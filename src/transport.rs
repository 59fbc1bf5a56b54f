//! Wire-level access to the device, behind a trait so the streaming engine
//! and session logic can be driven against a scripted stand-in in tests.

use std::sync::Arc;
use std::time::Duration;

use nusb::Interface;
use nusb::transfer::{Control, ControlType, Queue, Recipient, RequestBuffer};
use tokio::runtime::Runtime;
use tokio::sync::Notify;
use tracing::trace;

use crate::consts::{ControlRequest, RX_ENDPOINT_ADDRESS, TRANSFER_COUNT, TX_ENDPOINT_ADDRESS};
use crate::error::Error;

/// Control transfers never take long; anything slower means the device is
/// gone or wedged.
const USB_TIMEOUT: Duration = Duration::from_millis(500);

/// Vendor control plane plus bulk stream setup.
///
/// One implementation speaks USB through `nusb`; the test build adds a
/// scripted one.
pub(crate) trait Transport: Send + Sync {
    fn control_out(&self, req: ControlRequest, value: u16, index: u16, data: &[u8])
    -> Result<(), Error>;

    fn control_in(
        &self,
        req: ControlRequest,
        value: u16,
        index: u16,
        buf: &mut [u8],
    ) -> Result<usize, Error>;

    /// Open a bulk IN stream primed with pending transfers of `block_len`
    /// bytes each.
    fn rx_stream(&self, block_len: usize) -> Result<Box<dyn RxStream>, Error>;

    /// Open a bulk OUT stream accepting blocks of up to `block_len` bytes.
    fn tx_stream(&self, block_len: usize) -> Result<Box<dyn TxStream>, Error>;
}

/// Incoming sample stream. Blocks come back in submission order and may be
/// shorter than the transfer size; the length of the returned buffer is the
/// valid length.
pub(crate) trait RxStream: Send {
    /// Wait for the next block. `Ok(None)` means the cancel handle fired.
    fn next_block(&mut self) -> Result<Option<Vec<u8>>, Error>;

    /// Hand a consumed buffer back for resubmission.
    fn recycle(&mut self, buf: Vec<u8>);

    fn cancel_handle(&self) -> Box<dyn StreamCanceller>;

    /// Cancel whatever is still in flight and reap it. Must be called before
    /// the stream is dropped.
    fn shutdown(&mut self);
}

/// Outgoing sample stream with a bounded number of blocks in flight.
pub(crate) trait TxStream: Send {
    /// Get an empty block to fill, waiting for an in-flight slot if the
    /// pipeline is full. `Ok(None)` means the cancel handle fired while
    /// waiting.
    fn take_block(&mut self) -> Result<Option<Vec<u8>>, Error>;

    /// Queue a filled block. Never blocks; [`take_block`][Self::take_block]
    /// provides the backpressure.
    fn send_block(&mut self, buf: Vec<u8>) -> Result<(), Error>;

    /// Wait until everything queued has gone out.
    fn drain(&mut self);

    fn cancel_handle(&self) -> Box<dyn StreamCanceller>;

    fn shutdown(&mut self);
}

/// Wakes a stream worker that is parked inside `next_block`/`take_block`.
/// Safe to fire from any thread, any number of times.
pub(crate) trait StreamCanceller: Send {
    fn cancel(&self);
}

fn worker_runtime() -> Result<Runtime, Error> {
    tokio::runtime::Builder::new_current_thread()
        .build()
        .map_err(Error::ThreadSetup)
}

/// Real device transport over a claimed `nusb` interface.
pub(crate) struct UsbTransport {
    interface: Interface,
}

impl UsbTransport {
    pub(crate) fn new(interface: Interface) -> Self {
        UsbTransport { interface }
    }
}

impl Transport for UsbTransport {
    fn control_out(
        &self,
        req: ControlRequest,
        value: u16,
        index: u16,
        data: &[u8],
    ) -> Result<(), Error> {
        trace!(request = ?req, value, index, len = data.len(), "control out");
        let n = self.interface.control_out_blocking(
            Control {
                control_type: ControlType::Vendor,
                recipient: Recipient::Device,
                request: req as u8,
                value,
                index,
            },
            data,
            USB_TIMEOUT,
        )?;
        if n != data.len() {
            return Err(Error::ReturnData);
        }
        Ok(())
    }

    fn control_in(
        &self,
        req: ControlRequest,
        value: u16,
        index: u16,
        buf: &mut [u8],
    ) -> Result<usize, Error> {
        trace!(request = ?req, value, index, len = buf.len(), "control in");
        Ok(self.interface.control_in_blocking(
            Control {
                control_type: ControlType::Vendor,
                recipient: Recipient::Device,
                request: req as u8,
                value,
                index,
            },
            buf,
            USB_TIMEOUT,
        )?)
    }

    fn rx_stream(&self, block_len: usize) -> Result<Box<dyn RxStream>, Error> {
        let mut queue = self.interface.bulk_in_queue(RX_ENDPOINT_ADDRESS);
        for _ in 0..TRANSFER_COUNT {
            queue.submit(RequestBuffer::new(block_len));
        }
        Ok(Box::new(UsbRxStream {
            queue,
            rt: worker_runtime()?,
            cancel: Arc::new(Notify::new()),
            block_len,
        }))
    }

    fn tx_stream(&self, block_len: usize) -> Result<Box<dyn TxStream>, Error> {
        Ok(Box::new(UsbTxStream {
            queue: self.interface.bulk_out_queue(TX_ENDPOINT_ADDRESS),
            rt: worker_runtime()?,
            cancel: Arc::new(Notify::new()),
            block_len,
        }))
    }
}

struct NotifyCanceller {
    notify: Arc<Notify>,
}

impl StreamCanceller for NotifyCanceller {
    fn cancel(&self) {
        // notify_one stores a permit, so a cancel that races ahead of the
        // worker's next park still wakes it.
        self.notify.notify_one();
    }
}

struct UsbRxStream {
    queue: Queue<RequestBuffer>,
    rt: Runtime,
    cancel: Arc<Notify>,
    block_len: usize,
}

impl RxStream for UsbRxStream {
    fn next_block(&mut self) -> Result<Option<Vec<u8>>, Error> {
        let UsbRxStream {
            queue, rt, cancel, ..
        } = self;
        rt.block_on(async {
            tokio::select! {
                biased;
                _ = cancel.notified() => Ok(None),
                comp = queue.next_complete() => {
                    comp.status?;
                    Ok(Some(comp.data))
                }
            }
        })
    }

    fn recycle(&mut self, buf: Vec<u8>) {
        self.queue.submit(RequestBuffer::reuse(buf, self.block_len));
    }

    fn cancel_handle(&self) -> Box<dyn StreamCanceller> {
        Box::new(NotifyCanceller {
            notify: self.cancel.clone(),
        })
    }

    fn shutdown(&mut self) {
        self.queue.cancel_all();
        let UsbRxStream { queue, rt, .. } = self;
        rt.block_on(async {
            while queue.pending() > 0 {
                let _ = queue.next_complete().await;
            }
        });
    }
}

struct UsbTxStream {
    queue: Queue<Vec<u8>>,
    rt: Runtime,
    cancel: Arc<Notify>,
    block_len: usize,
}

impl TxStream for UsbTxStream {
    fn take_block(&mut self) -> Result<Option<Vec<u8>>, Error> {
        if self.queue.pending() < TRANSFER_COUNT {
            return Ok(Some(vec![0u8; self.block_len]));
        }
        let UsbTxStream {
            queue,
            rt,
            cancel,
            block_len,
        } = self;
        rt.block_on(async {
            tokio::select! {
                biased;
                _ = cancel.notified() => Ok(None),
                comp = queue.next_complete() => {
                    comp.status?;
                    let mut buf = comp.data.reuse();
                    buf.clear();
                    buf.resize(*block_len, 0);
                    Ok(Some(buf))
                }
            }
        })
    }

    fn send_block(&mut self, buf: Vec<u8>) -> Result<(), Error> {
        self.queue.submit(buf);
        Ok(())
    }

    fn drain(&mut self) {
        let UsbTxStream { queue, rt, .. } = self;
        rt.block_on(async {
            while queue.pending() > 0 {
                let _ = queue.next_complete().await;
            }
        });
    }

    fn cancel_handle(&self) -> Box<dyn StreamCanceller> {
        Box::new(NotifyCanceller {
            notify: self.cancel.clone(),
        })
    }

    fn shutdown(&mut self) {
        self.queue.cancel_all();
        self.drain();
    }
}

+ + + + + + +

INSTRUCTIONS FOR THE TASK => Among the records above, which lines hold the word "crate"? Copy each one.

TASK OUTPUT =>
use crate::consts::{ControlRequest, RX_ENDPOINT_ADDRESS, TRANSFER_COUNT, TX_ENDPOINT_ADDRESS};
use crate::error::Error;
pub(crate) trait Transport: Send + Sync {
pub(crate) trait RxStream: Send {
pub(crate) trait TxStream: Send {
pub(crate) trait StreamCanceller: Send {
pub(crate) struct UsbTransport {
    pub(crate) fn new(interface: Interface) -> Self {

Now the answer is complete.